C# parsing web site with ajax loaded content


If I recive a web site with this function I get the whole page, but without the ajax loaded values.

htmlDoc.LoadHtml(new WebClient().DownloadString(url));

Is it possible to load the web site like in gChrome with all values?


Solution

  • You can use a WebBrowser control to get and render the page. Unfortunately, the control uses Internet Explorer and you have to change a registry value in order to force it to use the latest version and even then the implementation is very brittle.

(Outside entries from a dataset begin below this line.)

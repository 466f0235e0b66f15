//! Input (mouse and keyboard) operations for a CDP page session.

use serde_json::json;
use tracing::debug;

use crate::error::CdpError;
use crate::protocol::{KeyEventType, MouseButton, MouseEventType};

use super::core::PageSession;

impl PageSession {
    /// Click at coordinates.
    pub async fn click(&self, x: f64, y: f64) -> Result<(), CdpError> {
        self.call(
            "Input.dispatchMouseEvent",
            Some(json!({
                "type": MouseEventType::MousePressed,
                "x": x,
                "y": y,
                "button": MouseButton::Left,
                "clickCount": 1,
            })),
        )
        .await?;

        self.call(
            "Input.dispatchMouseEvent",
            Some(json!({
                "type": MouseEventType::MouseReleased,
                "x": x,
                "y": y,
                "button": MouseButton::Left,
                "clickCount": 1,
            })),
        )
        .await?;

        debug!("Clicked at ({}, {})", x, y);
        Ok(())
    }

    /// Press a key (e.g., "Escape").
    pub async fn press_key(&self, key: &str) -> Result<(), CdpError> {
        self.call(
            "Input.dispatchKeyEvent",
            Some(json!({
                "type": KeyEventType::KeyDown,
                "key": key,
            })),
        )
        .await?;

        self.call(
            "Input.dispatchKeyEvent",
            Some(json!({
                "type": KeyEventType::KeyUp,
                "key": key,
            })),
        )
        .await?;

        Ok(())
    }
}
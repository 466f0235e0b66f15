//! Section walker for virtualized menus.

use menugrab_config::ExtractSettings;
use tracing::debug;

use crate::page::{NodeHandle, PageError, StorePage};
use crate::selectors;

/// One section brought into the rendered viewport, with its tiles as
/// rendered *after* the settle delay.
pub struct SectionView {
    pub index: usize,
    pub tiles: Vec<NodeHandle>,
}

/// Walks top-level virtualized sections in DOM enumeration order.
///
/// Each section is scrolled into view before its tiles are read, because
/// virtualization unmounts and remounts tiles based on visibility. Tiles are
/// re-queried after the settle delay; handles captured before the scroll
/// would dangle. The walk is finite and not restartable: re-enumerating
/// after the DOM has mutated under scroll may legitimately yield a different
/// tile set.
pub struct SectionWalker<'a> {
    page: &'a dyn StorePage,
    sections: Vec<NodeHandle>,
    next: usize,
    settings: &'a ExtractSettings,
}

impl<'a> SectionWalker<'a> {
    /// Enumerate the sections currently in the document.
    pub async fn open(
        page: &'a dyn StorePage,
        settings: &'a ExtractSettings,
    ) -> Result<SectionWalker<'a>, PageError> {
        let sections = page.query_all(selectors::SECTION).await?;
        debug!(count = sections.len(), "enumerated menu sections");
        Ok(Self {
            page,
            sections,
            next: 0,
            settings,
        })
    }

    pub fn is_empty(&self) -> bool {
        self.sections.is_empty()
    }

    /// Bring the next section into view and return its rendered tiles.
    pub async fn advance(&mut self) -> Result<Option<SectionView>, PageError> {
        let Some(&section) = self.sections.get(self.next) else {
            return Ok(None);
        };
        let index = self.next;
        self.next += 1;

        self.page.scroll_into_view(section).await?;
        tokio::time::sleep(self.settings.settle_delay()).await;

        // Re-query after the settle delay; virtualization may have replaced
        // the tile nodes that existed before the scroll.
        let tiles = self.page.query_all_in(section, selectors::ITEM_TILE).await?;
        debug!(section = index, tiles = tiles.len(), "section in view");

        Ok(Some(SectionView { index, tiles }))
    }
}
//! Extraction error taxonomy.
//!
//! Only run-fatal kinds live here. Item-level failures (a tile without a
//! name, an overlay that never opens, a malformed option group) are absorbed
//! inside the engine and degrade the affected record, not the run.

use thiserror::Error;

use crate::page::PageError;

/// Fatal extraction errors.
#[derive(Debug, Error)]
pub enum ExtractError {
    /// The target page never reached a loadable state.
    #[error("page never reached a loadable state at {url}: {reason}")]
    Navigation { url: String, reason: String },

    /// Scroll-driven content never stopped growing within the bound.
    #[error("scrollable extent still growing after {rounds} scroll rounds")]
    StabilizationTimeout { rounds: u32 },

    /// Transport failure outside any item-level recovery scope.
    #[error(transparent)]
    Page(#[from] PageError),
}
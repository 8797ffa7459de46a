//! wattd - home energy monitoring daemon
//!
//! This binary coordinates:
//! - Meter polling and TOU classification (via the scheduler)
//! - Source attribution from the automation hub
//! - SQLite persistence with hourly/daily rollups
//! - The HTTP/WebSocket API for dashboards

mod backfill;
mod scheduler;

use std::net::SocketAddr;
use std::sync::Arc;
use std::time::Duration;

use anyhow::{Context, Result};
use tokio::net::TcpListener;
use tokio_util::sync::CancellationToken;
use tracing::{error, info, warn};

use watt_config::{AppConfig, MeterMode};
use watt_core::Circuit;
use watt_live::{BroadcastHub, LiveCache};
use watt_meter::{EgaugeClient, HubClient, MeterSource, SimulatedMeter};
use watt_server::ServerMeta;
use watt_store::StoreClient;

use crate::scheduler::Scheduler;

#[tokio::main]
async fn main() -> Result<()> {
    watt_obs::init("wattd");

    info!("starting wattd");

    let config = AppConfig::load().context("failed to load configuration")?;
    let schedule = config.validate().context("invalid configuration")?;
    let circuits = config.monitored_circuits();
    info!(
        circuits = circuits.len(),
        plan = schedule.plan_name(),
        "configuration loaded"
    );

    let store = StoreClient::open(&config.store.path)
        .await
        .context("failed to open store")?;
    store.init_schema().await.context("failed to prepare schema")?;
    store.ping().await.context("store ping failed")?;
    info!(path = %config.store.path, "store ready");

    let meter = build_meter(&config, &circuits)?;
    info!(source = meter.name(), "meter source ready");

    let flow_source = build_hub(&config)?;
    if flow_source.is_some() {
        info!("solar attribution enabled");
    }

    // rebuild rollups for hours missed while the daemon was down
    if let Err(e) = backfill::run(&store, meter.as_ref(), &schedule, &circuits).await {
        warn!(error = %e, "gap fill skipped");
    }

    let cache = Arc::new(LiveCache::new(config.server.ring_size));
    let hub = Arc::new(BroadcastHub::new(
        Arc::clone(&cache),
        config.server.viewer_buffer,
    ));

    let meta = ServerMeta {
        plan_name: schedule.plan_name().to_string(),
        solar_enabled: config.hub.enabled,
        poll_interval_secs: config.poll.interval_secs,
        circuits: circuits.clone(),
        started_at: chrono::Utc::now().timestamp(),
    };
    let (app, state) = watt_server::build_app(
        Arc::clone(&cache),
        Arc::clone(&hub),
        store.clone(),
        meta,
    );

    let addr: SocketAddr = config.server.bind.parse().context("invalid bind address")?;
    let listener = TcpListener::bind(addr)
        .await
        .context("failed to bind listener")?;

    let server_shutdown = CancellationToken::new();
    let server_token = server_shutdown.clone();
    let server = tokio::spawn(async move {
        axum::serve(listener, app)
            .with_graceful_shutdown(async move { server_token.cancelled().await })
            .await
    });
    watt_server::set_ready(&state, true);
    info!(%addr, "http server listening");

    let poll_shutdown = CancellationToken::new();
    let signal_token = poll_shutdown.clone();
    tokio::spawn(async move {
        shutdown_signal().await;
        signal_token.cancel();
    });

    let mut scheduler = Scheduler::new(
        meter,
        flow_source,
        schedule,
        circuits,
        store.clone(),
        Arc::clone(&cache),
        Arc::clone(&hub),
        &config,
    );
    scheduler.run(poll_shutdown).await;

    // say goodbye to viewers before tearing the sockets down
    hub.shutdown();
    server_shutdown.cancel();
    match server.await {
        Ok(Ok(())) => {}
        Ok(Err(e)) => error!(error = %e, "http server error"),
        Err(e) => error!(error = %e, "http server task failed"),
    }

    store.close().await;
    info!("wattd stopped");
    Ok(())
}

fn build_meter(config: &AppConfig, circuits: &[Circuit]) -> Result<Box<dyn MeterSource>> {
    let timeout = Duration::from_secs(config.meter.timeout_secs);
    match config.meter.mode {
        MeterMode::Egauge => {
            let url = config
                .meter
                .url
                .as_deref()
                .context("meter.url is required for the egauge mode")?;
            let client = EgaugeClient::new(
                url,
                config.meter.username.clone(),
                config.meter.password.clone(),
                timeout,
            )
            .context("meter client")?;
            Ok(Box::new(client))
        }
        MeterMode::Simulated => {
            let registers = circuits.iter().map(|c| c.register.clone()).collect();
            Ok(Box::new(SimulatedMeter::new(registers)))
        }
    }
}

fn build_hub(config: &AppConfig) -> Result<Option<HubClient>> {
    if !config.hub.enabled {
        return Ok(None);
    }
    let hub = &config.hub;
    let url = hub.url.as_deref().context("hub.url is required")?;
    let token = hub.token.clone().context("hub token is required")?;
    let solar = hub
        .solar_power_entity
        .clone()
        .context("hub.solar_power_entity is required")?;
    let client = HubClient::new(
        url,
        token,
        solar,
        hub.battery_power_entity.clone(),
        hub.battery_soc_entity.clone(),
        Duration::from_secs(hub.timeout_secs),
    )
    .context("hub client")?;
    Ok(Some(client))
}

/// Graceful shutdown signal handler
async fn shutdown_signal() {
    let ctrl_c = async {
        tokio::signal::ctrl_c()
            .await
            .expect("failed to install Ctrl+C handler");
    };

    #[cfg(unix)]
    let terminate = async {
        tokio::signal::unix::signal(tokio::signal::unix::SignalKind::terminate())
            .expect("failed to install SIGTERM handler")
            .recv()
            .await;
    };

    #[cfg(not(unix))]
    let terminate = std::future::pending::<()>();

    tokio::select! {
        _ = ctrl_c => {
            info!("received Ctrl+C, shutting down");
        },
        _ = terminate => {
            info!("received SIGTERM, shutting down");
        },
    }
}
use std::sync::Arc;

use axum::{
    body::{to_bytes, Body},
    http::{Request, StatusCode},
};
use tower::ServiceExt;
use watt_core::{
    Circuit, CircuitState, DayTotals, FeedHealth, HouseFlow, Snapshot, SourceSplit, Timestamp,
    TouPeriod,
};
use watt_live::{BroadcastHub, LiveCache};
use watt_server::{build_app, set_ready, AppState, ServerMeta};
use watt_store::StoreClient;

async fn test_app(
    dir: &tempfile::TempDir,
) -> (axum::Router, Arc<AppState>, Arc<LiveCache>, StoreClient) {
    let store = StoreClient::open(dir.path().join("api.db")).await.unwrap();
    store.init_schema().await.unwrap();

    let cache = Arc::new(LiveCache::new(16));
    let hub = Arc::new(BroadcastHub::new(Arc::clone(&cache), 8));
    let meta = ServerMeta {
        plan_name: "EV2-A".to_string(),
        solar_enabled: false,
        poll_interval_secs: 5,
        circuits: vec![Circuit {
            id: "hvac".to_string(),
            name: "HVAC".to_string(),
            register: "HVAC".to_string(),
        }],
        started_at: 1_700_000_000,
    };
    let (app, state) = build_app(Arc::clone(&cache), hub, store.clone(), meta);
    (app, state, cache, store)
}

fn snapshot(ts: Timestamp) -> Snapshot {
    Snapshot {
        ts,
        period: TouPeriod::OffPeak,
        rate: 0.2978,
        circuits: vec![CircuitState {
            circuit_id: "hvac".to_string(),
            name: "HVAC".to_string(),
            watts: 950.0,
            cumulative_kwh: None,
            split: SourceSplit::grid_only(950.0),
            period: TouPeriod::OffPeak,
            rate: 0.2978,
            cost_per_hour: 0.95 * 0.2978,
        }],
        house: HouseFlow::default(),
        today: DayTotals::default(),
        health: FeedHealth::fresh(ts),
    }
}

async fn get(app: &axum::Router, uri: &str) -> (StatusCode, String) {
    let res = app
        .clone()
        .oneshot(Request::builder().uri(uri).body(Body::empty()).unwrap())
        .await
        .unwrap();
    let status = res.status();
    let body = to_bytes(res.into_body(), usize::MAX).await.unwrap();
    (status, String::from_utf8(body.to_vec()).unwrap())
}

#[tokio::test]
async fn health_and_readiness() {
    let dir = tempfile::tempdir().unwrap();
    let (app, state, cache, _store) = test_app(&dir).await;

    let (status, _) = get(&app, "/healthz").await;
    assert_eq!(status, StatusCode::OK);

    let (status, _) = get(&app, "/readyz").await;
    assert_eq!(status, StatusCode::SERVICE_UNAVAILABLE);

    // wired up but nothing published yet: still not ready
    set_ready(&state, true);
    let (status, _) = get(&app, "/readyz").await;
    assert_eq!(status, StatusCode::SERVICE_UNAVAILABLE);

    cache.publish(snapshot(1_700_000_050));
    let (status, _) = get(&app, "/readyz").await;
    assert_eq!(status, StatusCode::OK);
}

#[tokio::test]
async fn current_endpoint() {
    let dir = tempfile::tempdir().unwrap();
    let (app, _state, cache, _store) = test_app(&dir).await;

    // no cycle yet => 204
    let (status, _) = get(&app, "/api/v1/current").await;
    assert_eq!(status, StatusCode::NO_CONTENT);

    cache.publish(snapshot(1_700_000_100));

    let (status, body) = get(&app, "/api/v1/current").await;
    assert_eq!(status, StatusCode::OK);
    assert!(body.contains("\"circuit_id\":\"hvac\""));
    assert!(body.contains("\"period\":\"off_peak\""));
}

#[tokio::test]
async fn recent_endpoint_honors_limit() {
    let dir = tempfile::tempdir().unwrap();
    let (app, _state, cache, _store) = test_app(&dir).await;

    for ts in [100, 105, 110] {
        cache.publish(snapshot(ts));
    }

    let (status, body) = get(&app, "/api/v1/recent?limit=2").await;
    assert_eq!(status, StatusCode::OK);
    let parsed: serde_json::Value = serde_json::from_str(&body).unwrap();
    let items = parsed.as_array().unwrap();
    assert_eq!(items.len(), 2);
    // oldest first
    assert_eq!(items[0]["ts"], 105);
    assert_eq!(items[1]["ts"], 110);
}

#[tokio::test]
async fn aggregates_endpoint() {
    let dir = tempfile::tempdir().unwrap();
    let (app, _state, _cache, store) = test_app(&dir).await;

    let hour = 1_760_000_400 - 1_760_000_400 % 3600;
    let uri = format!(
        "/api/v1/aggregates?granularity=hour&start={}&end={}",
        hour,
        hour + 3600
    );

    let (status, body) = get(&app, &uri).await;
    assert_eq!(status, StatusCode::OK);
    assert_eq!(body, "[]");

    store
        .add_consumption("hvac", hour, hour, 1.5, 0.45, TouPeriod::OffPeak)
        .await
        .unwrap();

    let (status, body) = get(&app, &uri).await;
    assert_eq!(status, StatusCode::OK);
    let parsed: serde_json::Value = serde_json::from_str(&body).unwrap();
    let items = parsed.as_array().unwrap();
    assert_eq!(items.len(), 1);
    assert_eq!(items[0]["circuit_id"], "hvac");
    assert_eq!(items[0]["kwh"], 1.5);

    // RFC3339 bounds, offset form included, land on the same bucket
    let (status, body) = get(
        &app,
        "/api/v1/aggregates?granularity=hour&start=2025-10-09T09:00:00Z&end=2025-10-09T03:00:00-07:00",
    )
    .await;
    assert_eq!(status, StatusCode::OK);
    let parsed: serde_json::Value = serde_json::from_str(&body).unwrap();
    assert_eq!(parsed.as_array().unwrap().len(), 1);
}

#[tokio::test]
async fn aggregates_rejects_bad_input() {
    let dir = tempfile::tempdir().unwrap();
    let (app, _state, _cache, _store) = test_app(&dir).await;

    let (status, body) = get(&app, "/api/v1/aggregates?granularity=week").await;
    assert_eq!(status, StatusCode::BAD_REQUEST);
    assert!(body.contains("granularity"));

    let (status, _) = get(&app, "/api/v1/aggregates?start=200&end=100").await;
    assert_eq!(status, StatusCode::BAD_REQUEST);

    let (status, body) = get(&app, "/api/v1/aggregates?start=yesterday").await;
    assert_eq!(status, StatusCode::BAD_REQUEST);
    assert!(body.contains("timestamp"));
}

#[tokio::test]
async fn aggregates_filters_by_circuit() {
    let dir = tempfile::tempdir().unwrap();
    let (app, _state, _cache, store) = test_app(&dir).await;

    let hour = 1_760_000_400 - 1_760_000_400 % 3600;
    store
        .add_consumption("hvac", hour, hour, 1.0, 0.3, TouPeriod::OffPeak)
        .await
        .unwrap();
    store
        .add_consumption("ev", hour, hour, 2.0, 0.6, TouPeriod::OffPeak)
        .await
        .unwrap();

    let uri = format!(
        "/api/v1/aggregates?granularity=hour&start={}&end={}&circuits=ev",
        hour,
        hour + 3600
    );
    let (status, body) = get(&app, &uri).await;
    assert_eq!(status, StatusCode::OK);
    let parsed: serde_json::Value = serde_json::from_str(&body).unwrap();
    let items = parsed.as_array().unwrap();
    assert_eq!(items.len(), 1);
    assert_eq!(items[0]["circuit_id"], "ev");
}

#[tokio::test]
async fn meta_endpoint() {
    let dir = tempfile::tempdir().unwrap();
    let (app, _state, _cache, _store) = test_app(&dir).await;

    let (status, body) = get(&app, "/api/v1/meta").await;
    assert_eq!(status, StatusCode::OK);
    assert!(body.contains("\"plan_name\":\"EV2-A\""));
    assert!(body.contains("\"solar_enabled\":false"));
    assert!(body.contains("\"poll_interval_secs\":5"));
    assert!(body.contains("\"id\":\"hvac\""));
}

#[tokio::test]
async fn metrics_endpoint() {
    let dir = tempfile::tempdir().unwrap();
    let (app, _state, _cache, _store) = test_app(&dir).await;

    // touch a counted route first so the counter exists
    let _ = get(&app, "/healthz").await;

    let (status, body) = get(&app, "/metrics").await;
    assert_eq!(status, StatusCode::OK);
    assert!(body.contains("watt_requests_total"));
}
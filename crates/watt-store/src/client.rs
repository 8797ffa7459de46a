//! Store client and connection management

use crate::StoreResult;
use sqlx::sqlite::{SqliteConnectOptions, SqliteJournalMode, SqlitePool, SqlitePoolOptions};
use std::path::Path;
use std::time::Duration;

/// Store client wrapping a sqlx connection pool
#[derive(Clone)]
pub struct StoreClient {
    pool: SqlitePool,
}

impl StoreClient {
    /// Open the database file at `path`, creating it if missing.
    ///
    /// WAL mode keeps the server's historical queries from blocking the
    /// scheduler's write transaction.
    pub async fn open(path: impl AsRef<Path>) -> StoreResult<Self> {
        let opts = SqliteConnectOptions::new()
            .filename(path)
            .create_if_missing(true)
            .journal_mode(SqliteJournalMode::Wal)
            .busy_timeout(Duration::from_secs(5));

        let pool = SqlitePoolOptions::new()
            .max_connections(5)
            .acquire_timeout(Duration::from_secs(30))
            .connect_with(opts)
            .await?;

        Ok(Self { pool })
    }

    /// Get reference to the underlying pool for direct queries
    pub fn pool(&self) -> &SqlitePool {
        &self.pool
    }

    /// Test the database connection
    pub async fn ping(&self) -> StoreResult<()> {
        sqlx::query("SELECT 1").execute(&self.pool).await?;
        Ok(())
    }

    /// Close the connection pool gracefully
    pub async fn close(self) {
        self.pool.close().await;
    }
}
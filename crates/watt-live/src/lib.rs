//! Live state cache and viewer fan-out
//!
//! The poll loop publishes one [`Snapshot`](watt_core::Snapshot) per cycle
//! into a lock-free [`LiveCache`]; HTTP handlers read it without touching
//! the loop. The [`BroadcastHub`] pushes incremental updates to WebSocket
//! viewers, each behind its own bounded queue so one stalled client cannot
//! back-pressure the loop or its peers.

pub mod cache;
pub mod hub;

pub use cache::*;
pub use hub::*;
use tracing_subscriber::{layer::SubscriberExt, util::SubscriberInitExt, EnvFilter};

/// Initialize logging for the daemon.
/// - JSON lines on stdout
/// - RUST_LOG respected; default to "info,wattd=debug"
pub fn init(service_name: &str) {
    let default_filter = "info,wattd=debug";
    let env_filter = std::env::var("RUST_LOG").unwrap_or_else(|_| default_filter.to_string());

    tracing_subscriber::registry()
        .with(EnvFilter::new(env_filter))
        .with(tracing_subscriber::fmt::layer().json())
        .init();

    tracing::info!(service = %service_name, "logging initialized");
}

    Another option is to take a standalone browser engine like WebKit and make it work in .NET. I found a page explaining how to do this, but it's pretty dated: http://webkitdotnet.sourceforge.net/basics.php

    I worked on a little demo app to get the content and this is what I came up with:

        class Program
        {
            static void Main(string[] args)
            {
                GetRenderedWebPage("https://siderite.dev", TimeSpan.FromSeconds(5), output =>
                {
                    Console.Write(output);
                    File.WriteAllText("output.txt", output);
                });
                Console.ReadKey();
            }
    
            private static void GetRenderedWebPage(string url, TimeSpan waitAfterPageLoad, Action<string> callBack)
            {
                const string cEndLine= "All output received";
    
                var sb = new StringBuilder();
                var p = new PhantomJS();
                p.OutputReceived += (sender, e) =>
                {
                    if (e.Data==cEndLine)
                    {
                        callBack(sb.ToString());
                    } else
                    {
                        sb.AppendLine(e.Data);
                    }
                };
                p.RunScript(@"
    var page = require('webpage').create();
    page.viewportSize = { width: 1920, height: 1080 };
    page.onLoadFinished = function(status) {
        if (status=='success') {
            setTimeout(function() {
                console.log(page.content);
                console.log('" + cEndLine + @"');
                phantom.exit();
            }," + waitAfterPageLoad.TotalMilliseconds + @");
        }
    };
    var url = '" + url + @"';
    page.open(url);", new string[0]);
            }
        }
    

    This uses the PhantomJS "headless" browser by way of the wrapper NReco.PhantomJS which you can get through "reference NuGet package" directly from Visual Studio. I am sure it can be done better, but this is what I did today. You might want to take a look at the PhantomJS callbacks so you can properly debug what is going on. My example will wait forever if the URL doesn't work, for example. Here is a useful link: https://newspaint.wordpress.com/2013/04/25/getting-to-the-bottom-of-why-a-phantomjs-page-load-fails/